### TASK OBJECTIVE
Return the following from the records below: each line, word for word, starting with the line that contains "pub fn draft(&self)" and going on through the line that contains "self.search.settled().await;", with nothing outside that range.

[Collected data]
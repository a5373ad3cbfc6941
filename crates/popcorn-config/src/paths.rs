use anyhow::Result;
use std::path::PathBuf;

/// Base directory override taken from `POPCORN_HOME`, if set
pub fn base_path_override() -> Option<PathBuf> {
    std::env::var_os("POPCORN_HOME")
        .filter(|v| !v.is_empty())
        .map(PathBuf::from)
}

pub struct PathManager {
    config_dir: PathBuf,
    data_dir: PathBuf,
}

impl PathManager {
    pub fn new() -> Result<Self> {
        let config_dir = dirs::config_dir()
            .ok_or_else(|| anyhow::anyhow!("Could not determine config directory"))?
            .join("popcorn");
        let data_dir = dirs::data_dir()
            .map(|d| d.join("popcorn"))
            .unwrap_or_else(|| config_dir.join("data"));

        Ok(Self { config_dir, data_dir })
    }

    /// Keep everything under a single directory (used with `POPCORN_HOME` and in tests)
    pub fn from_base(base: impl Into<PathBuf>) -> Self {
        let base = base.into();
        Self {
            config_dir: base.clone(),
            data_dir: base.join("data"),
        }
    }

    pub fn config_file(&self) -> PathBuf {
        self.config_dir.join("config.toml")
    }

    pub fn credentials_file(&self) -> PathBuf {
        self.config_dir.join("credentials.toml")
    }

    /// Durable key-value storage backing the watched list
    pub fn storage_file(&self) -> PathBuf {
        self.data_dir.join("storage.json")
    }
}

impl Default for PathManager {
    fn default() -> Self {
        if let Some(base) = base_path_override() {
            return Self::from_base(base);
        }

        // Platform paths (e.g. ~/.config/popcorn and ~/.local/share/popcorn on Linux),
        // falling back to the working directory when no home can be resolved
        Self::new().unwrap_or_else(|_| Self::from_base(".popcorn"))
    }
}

* * *

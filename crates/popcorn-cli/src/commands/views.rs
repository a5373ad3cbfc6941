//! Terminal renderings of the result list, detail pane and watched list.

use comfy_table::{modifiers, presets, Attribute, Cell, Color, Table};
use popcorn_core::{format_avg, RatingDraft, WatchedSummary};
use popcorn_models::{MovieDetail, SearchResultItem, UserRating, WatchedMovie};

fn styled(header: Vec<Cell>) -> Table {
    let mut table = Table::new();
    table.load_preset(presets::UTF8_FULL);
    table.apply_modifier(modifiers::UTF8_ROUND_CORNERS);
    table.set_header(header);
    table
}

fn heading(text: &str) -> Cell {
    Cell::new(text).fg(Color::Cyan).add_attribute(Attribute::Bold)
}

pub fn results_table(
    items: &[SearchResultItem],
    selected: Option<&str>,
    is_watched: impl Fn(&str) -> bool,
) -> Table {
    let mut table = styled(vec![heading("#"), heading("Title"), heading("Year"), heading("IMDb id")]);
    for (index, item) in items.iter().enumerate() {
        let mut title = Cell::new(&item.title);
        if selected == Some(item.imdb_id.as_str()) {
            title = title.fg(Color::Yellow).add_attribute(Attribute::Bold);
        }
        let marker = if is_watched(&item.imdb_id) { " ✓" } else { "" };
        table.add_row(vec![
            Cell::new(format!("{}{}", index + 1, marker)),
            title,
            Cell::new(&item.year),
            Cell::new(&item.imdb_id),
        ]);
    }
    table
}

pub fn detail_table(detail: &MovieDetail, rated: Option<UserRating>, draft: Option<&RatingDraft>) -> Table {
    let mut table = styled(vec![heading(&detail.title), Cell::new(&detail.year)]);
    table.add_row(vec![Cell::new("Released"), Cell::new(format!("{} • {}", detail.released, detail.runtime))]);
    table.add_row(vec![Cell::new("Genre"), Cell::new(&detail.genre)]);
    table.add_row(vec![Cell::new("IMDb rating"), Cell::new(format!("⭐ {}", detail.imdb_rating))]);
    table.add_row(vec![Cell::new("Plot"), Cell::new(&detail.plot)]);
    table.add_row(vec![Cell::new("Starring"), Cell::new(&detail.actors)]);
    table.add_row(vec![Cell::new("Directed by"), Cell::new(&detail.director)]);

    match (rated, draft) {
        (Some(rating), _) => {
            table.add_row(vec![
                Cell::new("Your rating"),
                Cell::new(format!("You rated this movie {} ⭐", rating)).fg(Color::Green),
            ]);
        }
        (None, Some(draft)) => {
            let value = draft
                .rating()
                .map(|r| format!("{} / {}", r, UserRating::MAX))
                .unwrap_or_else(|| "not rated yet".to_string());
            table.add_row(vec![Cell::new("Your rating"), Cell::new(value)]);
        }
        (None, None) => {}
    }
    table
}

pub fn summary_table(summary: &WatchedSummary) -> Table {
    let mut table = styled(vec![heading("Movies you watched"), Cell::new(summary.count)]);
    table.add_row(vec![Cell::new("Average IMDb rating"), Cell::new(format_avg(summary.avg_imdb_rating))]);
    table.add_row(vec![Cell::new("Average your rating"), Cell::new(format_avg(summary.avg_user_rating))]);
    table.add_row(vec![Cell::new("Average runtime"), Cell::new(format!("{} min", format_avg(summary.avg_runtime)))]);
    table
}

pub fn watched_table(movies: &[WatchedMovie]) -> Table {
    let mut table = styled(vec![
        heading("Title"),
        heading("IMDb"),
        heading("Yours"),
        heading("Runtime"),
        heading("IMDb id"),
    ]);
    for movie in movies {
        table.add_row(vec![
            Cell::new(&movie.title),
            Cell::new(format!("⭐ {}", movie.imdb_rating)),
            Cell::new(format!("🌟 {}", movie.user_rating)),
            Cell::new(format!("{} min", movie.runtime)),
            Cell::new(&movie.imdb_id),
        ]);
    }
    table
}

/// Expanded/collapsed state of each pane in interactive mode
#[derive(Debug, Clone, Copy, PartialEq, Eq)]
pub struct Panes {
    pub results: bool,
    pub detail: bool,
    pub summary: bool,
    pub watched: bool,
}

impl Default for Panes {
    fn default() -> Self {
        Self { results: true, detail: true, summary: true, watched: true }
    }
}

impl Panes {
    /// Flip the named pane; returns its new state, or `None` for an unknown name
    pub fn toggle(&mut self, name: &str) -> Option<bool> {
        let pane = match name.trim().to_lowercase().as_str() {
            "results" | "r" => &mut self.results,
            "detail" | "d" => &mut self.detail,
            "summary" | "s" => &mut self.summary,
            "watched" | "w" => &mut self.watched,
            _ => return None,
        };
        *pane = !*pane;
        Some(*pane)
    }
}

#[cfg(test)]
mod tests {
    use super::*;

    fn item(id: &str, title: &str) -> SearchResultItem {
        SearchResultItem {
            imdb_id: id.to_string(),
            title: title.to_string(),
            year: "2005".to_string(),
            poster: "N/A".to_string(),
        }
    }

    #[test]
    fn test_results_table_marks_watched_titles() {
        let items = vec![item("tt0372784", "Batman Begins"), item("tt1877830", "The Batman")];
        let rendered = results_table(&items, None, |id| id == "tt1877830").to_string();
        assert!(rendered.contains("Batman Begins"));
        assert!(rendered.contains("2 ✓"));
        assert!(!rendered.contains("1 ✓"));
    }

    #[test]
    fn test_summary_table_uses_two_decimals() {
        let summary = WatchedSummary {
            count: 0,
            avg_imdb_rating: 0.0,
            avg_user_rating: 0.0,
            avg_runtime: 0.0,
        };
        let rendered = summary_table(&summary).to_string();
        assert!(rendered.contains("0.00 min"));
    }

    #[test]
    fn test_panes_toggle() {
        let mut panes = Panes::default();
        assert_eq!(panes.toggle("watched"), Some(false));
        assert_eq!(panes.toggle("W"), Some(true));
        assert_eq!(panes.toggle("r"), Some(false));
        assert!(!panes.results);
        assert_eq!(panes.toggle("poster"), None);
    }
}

---

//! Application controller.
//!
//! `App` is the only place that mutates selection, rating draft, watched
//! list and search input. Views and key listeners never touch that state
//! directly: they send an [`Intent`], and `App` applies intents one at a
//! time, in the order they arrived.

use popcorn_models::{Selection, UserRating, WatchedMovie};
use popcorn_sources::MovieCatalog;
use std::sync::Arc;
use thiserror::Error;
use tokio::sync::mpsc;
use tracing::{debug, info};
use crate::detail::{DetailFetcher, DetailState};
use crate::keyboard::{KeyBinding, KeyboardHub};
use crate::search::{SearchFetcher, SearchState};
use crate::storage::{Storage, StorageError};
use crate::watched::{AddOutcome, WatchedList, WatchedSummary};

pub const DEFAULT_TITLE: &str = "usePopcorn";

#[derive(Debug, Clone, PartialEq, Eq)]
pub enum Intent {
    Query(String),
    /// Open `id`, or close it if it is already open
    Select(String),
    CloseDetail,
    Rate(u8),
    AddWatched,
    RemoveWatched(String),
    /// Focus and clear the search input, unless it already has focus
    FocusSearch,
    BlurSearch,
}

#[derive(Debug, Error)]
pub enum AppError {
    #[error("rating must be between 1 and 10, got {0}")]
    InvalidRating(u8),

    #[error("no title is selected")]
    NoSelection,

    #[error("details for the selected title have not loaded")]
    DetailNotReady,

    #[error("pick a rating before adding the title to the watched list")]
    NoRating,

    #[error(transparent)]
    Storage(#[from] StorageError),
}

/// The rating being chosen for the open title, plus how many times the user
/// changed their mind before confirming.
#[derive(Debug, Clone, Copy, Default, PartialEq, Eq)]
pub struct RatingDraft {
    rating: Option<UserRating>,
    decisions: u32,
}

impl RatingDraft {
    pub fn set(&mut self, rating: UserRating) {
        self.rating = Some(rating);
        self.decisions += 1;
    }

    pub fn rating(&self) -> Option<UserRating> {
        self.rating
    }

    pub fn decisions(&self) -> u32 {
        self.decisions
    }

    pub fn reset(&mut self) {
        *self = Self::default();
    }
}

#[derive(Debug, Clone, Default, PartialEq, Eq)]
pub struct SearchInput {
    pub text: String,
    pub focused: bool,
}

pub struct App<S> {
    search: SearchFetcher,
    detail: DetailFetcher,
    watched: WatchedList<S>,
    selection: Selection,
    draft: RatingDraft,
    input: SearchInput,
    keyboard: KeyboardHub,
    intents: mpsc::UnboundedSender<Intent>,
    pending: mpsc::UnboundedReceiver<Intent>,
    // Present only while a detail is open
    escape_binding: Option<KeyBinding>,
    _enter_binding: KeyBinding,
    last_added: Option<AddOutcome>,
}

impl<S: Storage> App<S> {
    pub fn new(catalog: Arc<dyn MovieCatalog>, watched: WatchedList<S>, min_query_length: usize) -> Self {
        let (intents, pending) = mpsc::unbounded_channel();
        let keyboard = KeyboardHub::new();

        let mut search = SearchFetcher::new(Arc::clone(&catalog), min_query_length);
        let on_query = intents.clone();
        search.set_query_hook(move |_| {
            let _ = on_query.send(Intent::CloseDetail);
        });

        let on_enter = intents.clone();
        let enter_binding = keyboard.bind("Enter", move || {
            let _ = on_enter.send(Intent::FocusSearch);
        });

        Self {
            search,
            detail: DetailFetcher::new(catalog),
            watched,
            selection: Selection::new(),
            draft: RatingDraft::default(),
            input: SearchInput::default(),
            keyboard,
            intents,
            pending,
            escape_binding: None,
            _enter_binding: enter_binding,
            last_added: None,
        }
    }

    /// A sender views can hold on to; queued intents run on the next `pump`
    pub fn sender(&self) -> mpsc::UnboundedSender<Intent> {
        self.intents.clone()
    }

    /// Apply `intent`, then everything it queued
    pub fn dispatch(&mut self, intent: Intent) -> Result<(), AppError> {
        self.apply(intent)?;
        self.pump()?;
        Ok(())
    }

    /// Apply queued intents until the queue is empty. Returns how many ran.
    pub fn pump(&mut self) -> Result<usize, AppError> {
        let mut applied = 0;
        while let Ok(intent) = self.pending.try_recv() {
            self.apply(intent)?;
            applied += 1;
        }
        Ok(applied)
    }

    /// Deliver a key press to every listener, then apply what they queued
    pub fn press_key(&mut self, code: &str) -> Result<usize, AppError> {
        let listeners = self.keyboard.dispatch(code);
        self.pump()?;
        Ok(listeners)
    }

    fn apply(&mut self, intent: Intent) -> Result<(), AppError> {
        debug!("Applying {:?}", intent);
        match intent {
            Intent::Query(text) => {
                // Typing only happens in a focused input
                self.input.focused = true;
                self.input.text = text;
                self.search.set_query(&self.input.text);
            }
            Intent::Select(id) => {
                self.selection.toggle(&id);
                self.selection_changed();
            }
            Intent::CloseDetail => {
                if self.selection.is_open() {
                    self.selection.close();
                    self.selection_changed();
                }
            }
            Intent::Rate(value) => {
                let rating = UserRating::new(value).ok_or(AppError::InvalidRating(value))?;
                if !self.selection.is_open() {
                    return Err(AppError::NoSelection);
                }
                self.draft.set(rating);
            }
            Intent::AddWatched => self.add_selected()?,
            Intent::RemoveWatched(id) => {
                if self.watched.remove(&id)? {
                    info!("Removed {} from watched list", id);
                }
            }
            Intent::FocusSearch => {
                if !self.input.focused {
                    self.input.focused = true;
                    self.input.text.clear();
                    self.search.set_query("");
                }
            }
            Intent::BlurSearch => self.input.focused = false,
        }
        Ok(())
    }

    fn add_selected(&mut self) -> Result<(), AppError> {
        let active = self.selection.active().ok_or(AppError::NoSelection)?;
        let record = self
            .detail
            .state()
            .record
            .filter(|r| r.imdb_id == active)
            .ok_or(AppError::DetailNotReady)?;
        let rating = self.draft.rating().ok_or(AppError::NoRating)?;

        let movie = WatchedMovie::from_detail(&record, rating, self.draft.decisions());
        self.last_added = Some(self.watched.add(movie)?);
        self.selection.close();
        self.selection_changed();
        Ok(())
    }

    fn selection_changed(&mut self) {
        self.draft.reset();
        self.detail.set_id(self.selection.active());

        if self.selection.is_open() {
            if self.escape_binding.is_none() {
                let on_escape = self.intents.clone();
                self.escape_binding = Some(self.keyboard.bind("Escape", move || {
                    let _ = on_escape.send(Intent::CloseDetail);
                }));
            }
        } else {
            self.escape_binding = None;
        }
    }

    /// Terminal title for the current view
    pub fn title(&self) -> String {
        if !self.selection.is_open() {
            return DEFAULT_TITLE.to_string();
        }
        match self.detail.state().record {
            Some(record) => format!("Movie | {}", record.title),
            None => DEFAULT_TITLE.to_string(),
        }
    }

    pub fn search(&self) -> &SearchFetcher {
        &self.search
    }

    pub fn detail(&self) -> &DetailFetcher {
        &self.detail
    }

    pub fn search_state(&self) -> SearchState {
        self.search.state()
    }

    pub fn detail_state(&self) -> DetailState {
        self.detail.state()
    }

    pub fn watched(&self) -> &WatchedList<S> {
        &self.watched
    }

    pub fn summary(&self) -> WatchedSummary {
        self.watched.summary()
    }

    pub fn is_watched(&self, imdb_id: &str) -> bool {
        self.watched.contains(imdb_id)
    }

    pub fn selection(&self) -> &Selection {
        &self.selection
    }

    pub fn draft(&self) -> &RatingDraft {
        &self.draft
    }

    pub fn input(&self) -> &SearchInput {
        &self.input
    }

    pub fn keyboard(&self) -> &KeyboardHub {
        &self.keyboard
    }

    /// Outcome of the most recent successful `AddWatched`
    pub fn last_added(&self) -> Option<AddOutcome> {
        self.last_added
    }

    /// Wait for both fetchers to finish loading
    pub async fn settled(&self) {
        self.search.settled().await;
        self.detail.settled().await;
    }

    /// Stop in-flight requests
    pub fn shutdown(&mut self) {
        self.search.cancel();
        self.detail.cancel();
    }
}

### RESULT OF THE EXERCISE
    pub fn draft(&self) -> &RatingDraft {
        &self.draft
    }

    pub fn input(&self) -> &SearchInput {
        &self.input
    }

    pub fn keyboard(&self) -> &KeyboardHub {
        &self.keyboard
    }

    /// Outcome of the most recent successful `AddWatched`
    pub fn last_added(&self) -> Option<AddOutcome> {
        self.last_added
    }

    /// Wait for both fetchers to finish loading
    pub async fn settled(&self) {
        self.search.settled().await;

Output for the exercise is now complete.